Have You Been Saved (by art)?

Art has been a toy to me, like an extra-dimensional rubrics cube in the mind. I didn’t know that I was an artist until my 30’s, after years of actually being an artist through writing, photography, and other mediums. Art is a compulsion, an impulse inside the body that manifests itself when we wake up from the auto-pilot of day-to-day life and realize that the world is 10,000 miles away from how we actually feel inside. It’s an attempt to get hold of the wild horse called our life and steer it in a direction that accurately expresses who we are or at least how we feel about who we are.

When I wrote those first screenplays in high school, I thought I’d be Spielberg by senior year. What the heck did I know about life and setting realistic goal? I thought the answer was a grandiose level of success. What I didn’t realize is that I was doing the most fundamental and bravest thing. I was saving my life.

Art saved my life. Not necessarily in the literal sense, but at very least psychologically. And psychological survival is often overlooked. I would have cracked inside as a teenager. I don’t know how this would have looked, but I had a steam pipes inside my mind and it needed release. Nothing else could do that for me those days. I barely knew how to talk to people, and I thought that being noticed and liked was everything. And for something that was everything to me, I barely felt that I was noticed at all, sitting at the lunch table by myself.

This thing called art, this puzzle in the seat of the creative mind distracted me from suffering, self-inflicted suffering, as it always is self-inflicted. Art became a place. Like a child going to her or his grandparents in order to relax from the overbearing nature of parents. Except myself and my value system were the overbearing parents, believing that if everyone loved me, all would be normal.
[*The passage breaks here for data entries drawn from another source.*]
//! Python bindings for ilap-rs using PyO3.
//!
//! Exposes the indicator, the scalarizing function and the assignment solver
//! on NumPy arrays.

use pyo3::prelude::*;

mod indicator;

pub use indicator::{py_asf, py_compute_indicator, py_linear_sum_assignment};

/// Python module for ilap-rs.
///
/// The function is named `_ilap_rs` with underscore prefix for mixed Python/Rust projects.
#[pymodule]
fn _ilap_rs(m: &Bound<'_, PyModule>) -> PyResult<()> {
    m.add_function(wrap_pyfunction!(indicator::py_compute_indicator, m)?)?;
    m.add_function(wrap_pyfunction!(indicator::py_asf, m)?)?;
    m.add_function(wrap_pyfunction!(indicator::py_linear_sum_assignment, m)?)?;

    // Version info
    m.add("__version__", env!("CARGO_PKG_VERSION"))?;

    Ok(())
}
//! # ILAP - Linear Assignment Problem Indicator
//!
//! Rust implementation of the ILAP quality indicator for Pareto front approximations:
//! Valencia-Rodríguez, D.C., Coello Coello, C.A. (2023). *A Novel Performance Indicator
//! Based on the Linear Assignment Problem*. EMO 2023, LNCS vol 13970.
//!
//! A reference set of uniformly distributed weight vectors is matched one-to-one to the
//! points of an approximation set. The cost of pairing a weight vector with a point is the
//! achievement scalarizing function (ASF); the indicator is the mean cost of the optimal
//! matching. Lower is better.
//!
//! ## Pipeline
//!
//! - [`scalarize`] - ASF and the [`Scalarizer`] trait
//! - [`cost`] - dense cost matrix between weights (rows) and points (columns)
//! - [`matching`] - minimum-cost perfect matching (Hungarian / Jonker-Volgenant)
//! - [`indicator`] - orchestration and reduction to the indicator value
//!
//! ## Example
//!
//! ```rust
//! use ilap_rs::compute_indicator;
//!
//! let weights = vec![vec![1.0, 1.0], vec![2.0, 2.0], vec![3.0, 3.0]];
//! let points = weights.clone();
//! let value = compute_indicator(&weights, &points).unwrap();
//! assert_eq!(value, 1.0);
//! ```

// Internal modules (ports of scipy)
pub(crate) mod internal;

// Public modules
pub mod point_set;
pub mod scalarize;
pub mod cost;
pub mod matching;
pub mod indicator;
pub mod io;

// Optional modules
#[cfg(feature = "python")]
pub mod python;

// Re-exports for convenience
pub use point_set::PointSet;
pub use scalarize::{asf, weight_floor, Asf, Scalarizer};
pub use cost::build_cost_matrix;
pub use matching::{solve_assignment, Assignment};
pub use indicator::{compute_indicator, IndicatorConfig, IndicatorReport, LapIndicator};

// Error types
pub use crate::error::{Error, Result};

mod error {
    use thiserror::Error;

    /// Errors that can occur while computing the indicator
    #[derive(Error, Debug)]
    pub enum Error {
        #[error("Wrong format in {path}: '{token}' is not a number (line {line})")]
        Format {
            path: String,
            line: usize,
            token: String,
        },

        #[error("Dimension mismatch: expected {expected}, got {got}")]
        DimensionMismatch { expected: String, got: String },

        #[error("Invalid matrix: {0}")]
        InvalidMatrix(String),

        #[error("Assignment failure: {0}")]
        AssignmentFailure(String),

        #[error("Invalid configuration: {0}")]
        InvalidConfig(String),

        #[error("Computation cancelled")]
        Cancelled,

        #[error("IO error: {0}")]
        IoError(#[from] std::io::Error),
    }

    /// Result type for indicator operations
    pub type Result<T> = std::result::Result<T, Error>;
}
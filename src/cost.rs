//! Cost matrix construction between weight vectors and points.

use nalgebra::DMatrix;
use rayon::prelude::*;
use tracing::debug;

use crate::scalarize::Scalarizer;
use crate::{PointSet, Result};

/// Build the `(n, n)` cost matrix of the assignment problem.
///
/// Entry `(i, j)` is `scalarizer.scalarize(points[j], weights[i])`: rows are weight
/// vectors, columns are points. Matrices with `n >= parallel_threshold` are filled
/// one row per task with rayon; every task owns a disjoint row, so the result does
/// not depend on the path taken.
///
/// # Errors
/// `DimensionMismatch` if the sets differ in size or dimension.
pub fn build_cost_matrix<S: Scalarizer + ?Sized>(
    weights: &PointSet,
    points: &PointSet,
    scalarizer: &S,
    parallel_threshold: usize,
) -> Result<DMatrix<f64>> {
    weights.ensure_compatible(points)?;

    let n_weights = weights.len();
    let n_points = points.len();
    let parallel = n_weights >= parallel_threshold;

    debug!(
        n = n_weights,
        dim = weights.dim(),
        parallel,
        "building cost matrix"
    );

    // Row-major scratch buffer, one chunk per weight vector
    let mut data = vec![0.0; n_weights * n_points];
    let fill_row = |(i, row): (usize, &mut [f64])| {
        let weight = weights.row(i);
        for (j, cell) in row.iter_mut().enumerate() {
            *cell = scalarizer.scalarize(points.row(j), weight);
        }
    };

    if parallel {
        data.par_chunks_mut(n_points).enumerate().for_each(fill_row);
    } else {
        data.chunks_mut(n_points).enumerate().for_each(fill_row);
    }

    Ok(DMatrix::from_row_slice(n_weights, n_points, &data))
}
Art snapped me out of this. It was a long drawn out snap, one where I fought back, but art eventually won. “Who do you think you are?” it said to me. “I’ve been here before you and will be here after.” And then you see the greats. Da Vinci, Shakespeare, Mozart, Kubrick, Mary Shelly, those people that wrote on cave walls in France. Death didn’t care what they did for art’s sake. Death took them as quick as Death takes everyone else. Time doesn’t care either, because everything they did could one day be gone, will be gone when the universe ends.

We must treat ideas as though they are real and can grow if we feed them thoughts, positive or negative thoughts. “Art saved my life.” It’s not the hungriest idea I’ve ever conjured, but it has had the power to humble me. But I’ve come up with a better idea since getting older. “Art had and still has the power to save my life.” There’s a big difference, and I won’t insult your intelligence with an explanation. But I will tell you to find something to be a nerd about and geek out over it. Knit sweaters, catch crawfish, paint a portrait, collect coins, race go-karts, anything as long as it’s positive. Do it well and know it well and do it again. The skills that we gain through practice is the empire that we build within ourselves. Practice often and practice well. It may save your life or at least your sanity.

©2019 Marc Alexander Valle

The Human Project

There is a scene in the film Rocky Balboa where Rocky’s son, Robert, tries to convince Rocky, in his 60’s, to not box a young heavyweight. Robert goes on to say, “You gotta face reality,  okay? It’s a different world now”. Rocky replies, “Only the clothes is different”.

Humans always want to believe that what they are going through is utterly unique in history. “Kids these days, they got no respect,” we repeat. We believe that the next generation will bring down civilization.

But did the Romans have their Greatest Generation?

Boys and girls willing to serve their country, because they believed it served a higher cause.

Did the Mayans have their Baby Boomers?

Children rebelling against the authority of their society, becoming consumeristic later in life.

Did the Mongols have their Millennials?

We’ll probably never know things so historically microcosmic.

But I have my money on history being as cyclical as it’s always been.

One thing I depend on more and more, humans will always be human.

Change

3 years old, Empire Strikes Back re-release. An elderly lady was smoking during the Hoth battle scene. Yes, I’ve found out that people were actually allowed to do this even in the 80’s at certain theaters. The 1980’s! That means that some person could have smoked an entire pack of Pall Mall at the Care Bares Movie with a school trip sitting there.

I’ve lived a lifetime. Meaning that I’m on a different planet from the one that I started on. The language has changed. Standards have changed. Expectations have changed. I have changed. I’m not saying that it’s good or bad. I’m just saying that it’s unreal. In middle school, students said that males can’t wear two earrings. Now they think you’re just broke if you have only one.

Nevermind standing on the shoulders of giants. We stand on front of the wind of history’s momentum. Reacting to the world around us, setting off chains of events.

Are we built for an exponential change of pace? Can the same technology that induces the anxiety, anesthetize us from it? (That burn of heat rub that turns to a cooling sensation.)

I’m just glad that I found meditation last year.

But then again, I would have never found that group if it weren’t for technology.